NOTE 4  LEGAL PROCEEDINGS

On September 20, 2013, the Company commenced in the United States District Court for the Eastern District of California a declaratory judgment action against competitor, EMED Technologies Corp. (“EMED”) to establish the invalidity of one of EMED’s patents and non-infringement of the Company’s needle sets.  EMED answered the complaint and asserted patent infringement and unfair business practice counterclaims. The Company responded by asserting its own unfair business practice claims against EMED.  Both parties have requested injunctive relief and monetary damages.  On June 16, 2015, the Court issued what it termed a “narrow” preliminary injunction against the Company from making certain statements regarding some of EMED’s products.  On June 23, 2016, EMED filed a motion claiming that certain language in the Company’s device labeling does not comply with the injunction and seeking to prevent the Company from distributing the FREEDOM60 until the Company complies with the injunction.  On September 9, 2016, the Court issued an order to show cause concerning the Company’s compliance with the injunction, to which the Company responded on September 23, 2016.  The Company advised the Court that the language in the Company’s labeling that EMED has challenged is language that the FDA directed the Company to use in its labeling.  The Court’s decision is pending.  On March 24, 2016, EMED filed a motion seeking a second preliminary injunction prohibiting RMS from selling three of its products in California.  The Company opposed that motion on April 19, 2016.  A decision on the motion is still pending.  Discovery is ongoing.
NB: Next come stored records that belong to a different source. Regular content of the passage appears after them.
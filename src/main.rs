use clap::Parser;
use log::{debug, info};

use crate::processing::playlist_processor::process_playlist;
use crate::utils::file::config_reader::read_config;
use crate::utils::network::request::set_sanitize_sensitive_info;

mod m3u_channels_error;
mod model;
mod processing;
mod repository;
mod utils;

#[derive(Parser)]
#[command(name = "m3u-channels")]
#[command(version)]
#[command(about = "Splits an extended M3U playlist into channel files, aggregate playlists and an html index", long_about = None)]
struct Args {
    /// The config file
    #[arg(short = 'c', long = "config")]
    config_file: Option<String>,

    /// Input url or filename, overrides the configured source
    #[arg(short = 'i', long = "input")]
    input: Option<String>,

    /// Log level (error, warn, info, debug, trace), overrides the configured level
    #[arg(short = 'l', long = "log-level")]
    log_level: Option<String>,
}

fn init_logger(log_level: Option<&str>) {
    let env = env_logger::Env::default().default_filter_or("info");
    let mut builder = env_logger::Builder::from_env(env);
    if let Some(level) = log_level {
        builder.parse_filters(level);
    }
    builder.init();
}

fn main() {
    let args = Args::parse();
    let config = read_config(args.config_file.as_deref());

    let log_level = args.log_level.clone().or_else(|| config.as_ref().ok().and_then(|(cfg, _)| cfg.log_level().map(String::from)));
    init_logger(log_level.as_deref());
    if let Some(build_time) = option_env!("VERGEN_BUILD_TIMESTAMP") {
        debug!("build time: {build_time}");
    }

    let (cfg, config_path) = match config {
        Ok(result) => result,
        Err(err) => utils::exit!("{}", err),
    };
    set_sanitize_sensitive_info(cfg.sanitize_sensitive_info());
    match &config_path {
        Some(path) => info!("config file: {path:?}"),
        None => info!("no config file found, using defaults"),
    }
    info!("working dir: {:?}", cfg.working_path());

    if let Err(err) = process_playlist(&cfg, args.input.as_deref()) {
        utils::exit!("{}", err);
    }
}
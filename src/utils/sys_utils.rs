#[macro_export]
macro_rules! exit {
    ($($arg:tt)*) => {{
        log::error!($($arg)*);
        std::process::exit(1);
    }};
}
pub use exit;
mod constants;
mod default_utils;
mod string_utils;
mod step_measure;
mod sys_utils;
mod time_utils;
pub mod compression;
pub mod file;
pub mod network;

#[macro_export]
macro_rules! debug_if_enabled {
    ($fmt:expr, $( $args:expr ),*) => {
        if log::log_enabled!(log::Level::Debug) {
            log::log!(log::Level::Debug, $fmt, $($args),*);
        }
    };

    ($txt:expr) => {
        if log::log_enabled!(log::Level::Debug) {
            log::log!(log::Level::Debug, $txt);
        }
    };
}

pub use debug_if_enabled;

pub use self::constants::*;
pub(crate) use self::default_utils::*;
pub use self::string_utils::*;
pub use self::step_measure::*;
pub use self::sys_utils::*;
pub use self::time_utils::*;
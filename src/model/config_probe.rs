use std::time::Duration;
use crate::m3u_channels_error::{info_err, M3uChannelsError};
use crate::utils::{default_as_true, default_probe_timeout_secs};

#[derive(Debug, Clone, serde::Serialize, serde::Deserialize)]
#[serde(deny_unknown_fields)]
pub struct ProbeConfig {
    #[serde(default)]
    pub enabled: bool,
    #[serde(default = "default_probe_timeout_secs")]
    pub timeout_secs: u64,
    /// Unreachable channels still get their own file.
    #[serde(default = "default_as_true")]
    pub write_unreachable: bool,
}

impl Default for ProbeConfig {
    fn default() -> Self {
        Self {
            enabled: false,
            timeout_secs: default_probe_timeout_secs(),
            write_unreachable: true,
        }
    }
}

impl ProbeConfig {
    pub fn prepare(&mut self) -> Result<(), M3uChannelsError> {
        if self.enabled && self.timeout_secs == 0 {
            return Err(info_err!("probe timeout_secs must be greater than zero"));
        }
        Ok(())
    }

    pub const fn timeout(&self) -> Duration {
        Duration::from_secs(self.timeout_secs)
    }
}
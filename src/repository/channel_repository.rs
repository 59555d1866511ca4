use std::fs;
use std::path::{Path, PathBuf};

use log::debug;

use crate::model::ChannelRecord;
use crate::utils::file::file_utils::{list_files_with_extension, write_text_file};
use crate::utils::{CHANNEL_FILE_EXT, EXTINF_PREFIX, M3U_HEADER};

pub fn channel_file_content(record: &ChannelRecord, timestamp: &str) -> String {
    format!("{M3U_HEADER}\n# Generated on {timestamp}\n\n{}\n", record.raw_block)
}

/// Creates the channel directory, optionally removing channel files of earlier runs.
pub fn prepare_channel_dir(dir: &Path, clean: bool) -> std::io::Result<()> {
    fs::create_dir_all(dir)?;
    if clean {
        let stale = list_files_with_extension(dir, CHANNEL_FILE_EXT)?;
        debug!("removing {} channel files from {dir:?}", stale.len());
        for file in stale {
            fs::remove_file(file)?;
        }
    }
    Ok(())
}

/// Existing files are overwritten, names which collide after sanitizing end up in one file.
pub fn write_channel(dir: &Path, record: &ChannelRecord, timestamp: &str) -> std::io::Result<PathBuf> {
    let path = dir.join(record.file_name());
    write_text_file(&path, &channel_file_content(record, timestamp))?;
    Ok(path)
}

/// The channel block of a channel file, starting at its `#EXTINF` line.
/// Header lines are skipped whatever run wrote them.
pub fn read_channel_block(path: &Path) -> std::io::Result<String> {
    let content = fs::read_to_string(path)?;
    let block = content.lines()
        .skip_while(|line| !line.trim_start_matches('\u{feff}').trim_start().starts_with(EXTINF_PREFIX))
        .collect::<Vec<_>>()
        .join("\n");
    Ok(block)
}
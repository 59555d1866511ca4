pub mod compression_utils;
On June 25, 2015, EMED filed a claim of patent infringement for the second of its patents, also directed to the Company’s needle sets, in the United States District Court for the Eastern District of Texas.  This second patent is related to the one concerning the Company’s declaratory judgment action.  Given the close relationship between the two patents, the Company requested that the Texas suit be transferred to California.  Also, based on a validity review of the patent in the U.S. Patent and Trademark Office (“USPTO”), discussed below, the Company requested the Texas suit be stayed.  On May 12, 2016, the Court entered an order staying the case until after the Patent Trial and Appeal Board at the USPTO issues a final written decision regarding the validity of the patent.

On September 11, 2015, the Company requested an ex parte reexamination of the patent in the first filed case, and on September 17, 2015 the Company requested an inter partes review (“IPR”) of the patent in the second filed case.  On November 20, 2015, the USPTO instituted the ex parte reexamination request having found a substantial new question of patentability concerning EMED’s patent in the first filed case.  A decision to institute the IPR for EMED’s patent in the second filed case was ordered by the USPTO on February 19, 2016 having determined a reasonable likelihood all claims of the patent may be found to be unpatentable.  Both the ex parte reexamination and the inter partes review are ongoing.

Although the Company believes it has meritorious claims and defenses in these actions and proceedings, their outcomes cannot be predicted with any certainty.  If any of these actions against the Company are successful, they could have a material adverse effect on the Company’s business, results of operations, financial condition and cash flows.